Yearning for Democracy: Thailand and Burma

This summer I had the rare opportunity to visit Thailand and Burma, both of which have recently made the news for their tumultuous political situations. At first glance the situation in these countries appears bleak, and in many ways it is. Thailand shifted from a corrupt but marginally democratic government to a military-backed civilian government whose motives and political values are still unclear. Burma’s entrenched military junta brutally suppresses dissent and free speech, most recently whisking away 1,000 peacefully protesting monks, many of whom are now feared dead. Perhaps there is a silver lining, however, in the midst of all of this turmoil and bloodshed. Along with the fascinating temples, ancient cities, and thriving cultures I saw, I also witnessed tangible undercurrents of rising democratic yearning amongst the people of these two countries.

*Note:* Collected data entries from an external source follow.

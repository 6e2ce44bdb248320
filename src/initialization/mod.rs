//! Application initialization and resource setup.
//!
//! Functions here build the shared resources the checker and its
//! collaborators expect: HTTP clients, the DNS resolver, the logger, and
//! the process-wide TLS crypto provider.

mod client;
mod logger;
mod resolver;

use rustls::crypto::{ring::default_provider, CryptoProvider};

pub use client::{init_http_client, init_policy_client};
pub use logger::init_logger_with;
pub use resolver::init_resolver;

/// Installs the process-wide crypto provider for TLS operations.
///
/// Must be called before any TLS connection is attempted. Reinstalling is
/// harmless, so the return value is ignored.
pub fn init_crypto_provider() {
    let _ = CryptoProvider::install_default(default_provider());
}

Thailand’s political status is unclear even to its own citizens. Over the past year Thailand has seen a coup replace the corrupt government of Thaksin Shinawatra with a potentially repressive military-backed civilian government. Thaksin was a billionaire media mogul who was popular amongst the rural poor because of his populist policies, Thai nationalism, and dislike of elites. While his tenure was marked by a good response to the 2005 Tsunami, and a steadily growing economy, Amnesty International and Human Rights Watch complained that Thaksin’s handling of a counterinsurgency against drug smugglers and guerrillas in the south of the country was rife with human rights abuses and unnecessarily high death tolls. Thaksin began to lose public support when he sold the family-owned telecommunications company, Shin Corp, with windfall tax free profits. After the coup, the new government froze his assets and Thaksin has ever since been attempting to overturn these punitive measures in court. Although addressing government transgression through the judicial system is commonplace in the United States, it is an unprecedented and reassuring development in Thailand.

While 57.8% of voters supported the coup’s newly-drafted constitution in an August referendum, the vote was largely seen as a mixed victory for the new government. The document is designed to prevent the corruption that peaked during Thaksin’s government, but opponents fear that it weakens elected politicians and curtails progress made in the ’97 Constitution. It is uncertain whether the new military-backed government will relinquish control after the upcoming December elections.

The current political process illuminates the obstacles still facing a democratic Thailand. A deeper look into the process, however, reveals major strides forward for the Thai people. This is the first of the 17 constitutions on which the Thai people were allowed to vote. While I was in Thailand, the Bangkok Post and The Nation newspapers debated the advantages and disadvantages of the constitution in numerous op-ed pieces. Voters publicly campaigned in favor of or against it, reflecting a desire to move on to the scheduled December elections. The Thai people have had a greater say in the drafting and approval of this constitution then ever before.

Burma’s political status, on the other hand, is marred to a much greater degree by the retrenchment of military power and a false facade of democracy. Recently, massive protests led by the country’s highly respected Buddhist monks have ended with a vicious government crackdown. Reports of public beatings, ransacked monasteries, missing people, and pictures of dead and bloodied monks have streamed through international news. Although in 1988 similar protests were violently suppressed, this round indicates that democratic sentiments have grown despite government counter-efforts. While the 1988 protests were led by politically-active democracy advocates, this time the revered Buddhist monks took center stage and used holy religious sites like the Shwedagon in Rangoon as rallying points. This delayed the eventual government crackdown, as the government feared a public backlash from attacking the monks of this pious country. Secondly, new technologies played a major roll in spreading information and illuminating the grave situation to the international community. People within Burma used the Internet and cell phones to send updates, photos, and videos to the outside world before the government imposed a communications blackout on the country.

The international response to the bloodshed in Burma has been varied, but in the end ineffectual. The United States and the United Kingdom strengthened the sanctions already in place and pushed for action in the U.N. Security Council. Many of Burma’s neighbors called for restraint, but stopped at that. China is Burma’s biggest ally and most ardent supporter. In many respects, Burma has been China’s protégé, sharing political milestones such as dropping direct socialist rule in the 80’s and following through with subsequent economic reform. With the upcoming 2008 Olympics, China has called for restraint from Burma, but it vetoed any strong action by the Security Council. Some suggest that China’s complaints stem from the messy PR that the crackdown generated, and not the crackdown itself.

It is encouraging to see that after nineteen years of brutal suppression, Burma’s desire for democracy has not been extinguished. However, the international community must provide greater support if any real progress it to be made. In the meantime, the clash between the population’s stubborn democratic spirit and the government’s repression will only cause more innocent people to die.